**INPUT**.

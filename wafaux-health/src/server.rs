//! Health relay HTTP server

use std::{net::SocketAddr, sync::Arc, time::Duration};

use axum::{
    Json, Router,
    extract::State,
    http::StatusCode,
    middleware,
    response::{IntoResponse, Response},
    routing::get,
};
use serde_json::json;
use tokio::net::TcpListener;
use tower_http::timeout::TimeoutLayer;
use wafaux_auth::{BearerAuth, require_bearer};
use wafaux_common::{
    Signal,
    access_log::log_requests,
    error::{method_not_allowed, not_found},
};

use crate::{
    HealthConfig, HealthError,
    probe::{HealthProbe, ProbeOutcome, UnhealthyReport},
};

/// Path of the authenticated health report
pub const HEALTH_REPORT_PATH: &str = "/engine/v1/health";

/// Path of the unauthenticated liveness probe
pub const LIVENESS_PATH: &str = "/health";

/// Slack on top of the probe deadline before the whole request is abandoned
const REQUEST_GRACE: Duration = Duration::from_secs(5);

#[derive(Clone)]
struct RelayState {
    probe: Arc<dyn HealthProbe>,
}

/// Build the relay router
///
/// `request_timeout` bounds every request end to end. It should be longer
/// than the probe's own deadline so that a timed-out probe still gets its
/// 503 answer.
pub fn router(auth: BearerAuth, probe: Arc<dyn HealthProbe>, request_timeout: Duration) -> Router {
    let protected = Router::new()
        .route(HEALTH_REPORT_PATH, get(health_report_handler))
        .route_layer(middleware::from_fn_with_state(auth, require_bearer))
        .with_state(RelayState { probe });

    Router::new()
        .route(LIVENESS_PATH, get(liveness_handler))
        .merge(protected)
        .method_not_allowed_fallback(method_not_allowed)
        .fallback(not_found)
        .layer(TimeoutLayer::with_status_code(
            StatusCode::REQUEST_TIMEOUT,
            request_timeout,
        ))
        .layer(middleware::from_fn(log_requests))
}

/// Health relay HTTP server
///
/// Every connection is served on its own task, so a slow health check only
/// holds up the request waiting on it.
pub struct HealthServer {
    listener: TcpListener,
    router: Router,
}

impl HealthServer {
    /// Bind the relay
    ///
    /// # Errors
    ///
    /// Returns an error if binding to the configured address fails.
    pub async fn new(
        config: &HealthConfig,
        auth: BearerAuth,
        probe: Arc<dyn HealthProbe>,
    ) -> Result<Self, HealthError> {
        let listener = TcpListener::bind(&config.listen_address)
            .await
            .map_err(|e| HealthError::BindError {
                address: config.listen_address.clone(),
                source: e,
            })?;

        tracing::info!(
            address = %config.listen_address,
            script = %config.script.display(),
            working_dir = %config.working_dir.display(),
            timeout_secs = config.timeout_secs,
            "Health relay bound successfully"
        );

        let router = router(auth, probe, config.timeout() + REQUEST_GRACE);

        Ok(Self { listener, router })
    }

    /// Address actually bound, useful when binding to port 0
    ///
    /// # Errors
    ///
    /// Returns an error if the socket address cannot be queried.
    pub fn local_addr(&self) -> std::io::Result<SocketAddr> {
        self.listener.local_addr()
    }

    /// Run the relay until a shutdown signal is received
    ///
    /// # Errors
    ///
    /// Returns an error if the server encounters a runtime error.
    pub async fn serve(
        self,
        mut shutdown: tokio::sync::broadcast::Receiver<Signal>,
    ) -> Result<(), HealthError> {
        tracing::info!("Health relay starting");
        tracing::info!("  GET {HEALTH_REPORT_PATH} - detailed health report (bearer token)");
        tracing::info!("  GET {LIVENESS_PATH} - liveness probe");

        axum::serve(self.listener, self.router)
            .with_graceful_shutdown(async move {
                let _ = shutdown.recv().await;
                tracing::info!("Health relay received shutdown signal");
            })
            .await
            .map_err(|e| HealthError::ServerError(e.to_string()))?;

        tracing::info!("Health relay stopped");
        Ok(())
    }
}

/// Liveness probe handler
///
/// Never authenticates and never runs the health check, so orchestration
/// probes keep working while the check itself is slow or broken.
async fn liveness_handler() -> Response {
    Json(json!({ "status": "ok" })).into_response()
}

/// Detailed health report handler
///
/// Runs the probe once and relays its verdict. Anything that must not reach
/// the client is logged here.
async fn health_report_handler(State(state): State<RelayState>) -> Response {
    let outcome = state.probe.probe().await;

    match &outcome {
        ProbeOutcome::Healthy(_) => tracing::debug!("Health check passed"),
        ProbeOutcome::Unhealthy(UnhealthyReport::Json(_)) => {
            tracing::warn!("Health check reported unhealthy");
        }
        ProbeOutcome::Unhealthy(UnhealthyReport::Raw {
            exit_code,
            stdout,
            stderr,
        }) => tracing::error!(
            ?exit_code,
            stdout = stdout.as_str(),
            stderr = stderr.as_str(),
            "Health check script failed without a JSON report"
        ),
        ProbeOutcome::TimedOut(after) => tracing::error!(
            timeout_secs = after.as_secs_f64(),
            "Health check timeout"
        ),
        ProbeOutcome::Failed(err) => {
            tracing::error!(error = %err, "Unexpected error during health check");
        }
    }

    outcome.into_response()
}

**PROBLEM REQUIREMENTS**.
Gather from the entries above all lines that include the string "UnhealthyReport".

**RESPONSE BELOW**.
    probe::{HealthProbe, ProbeOutcome, UnhealthyReport},
        ProbeOutcome::Unhealthy(UnhealthyReport::Json(_)) => {
        ProbeOutcome::Unhealthy(UnhealthyReport::Raw {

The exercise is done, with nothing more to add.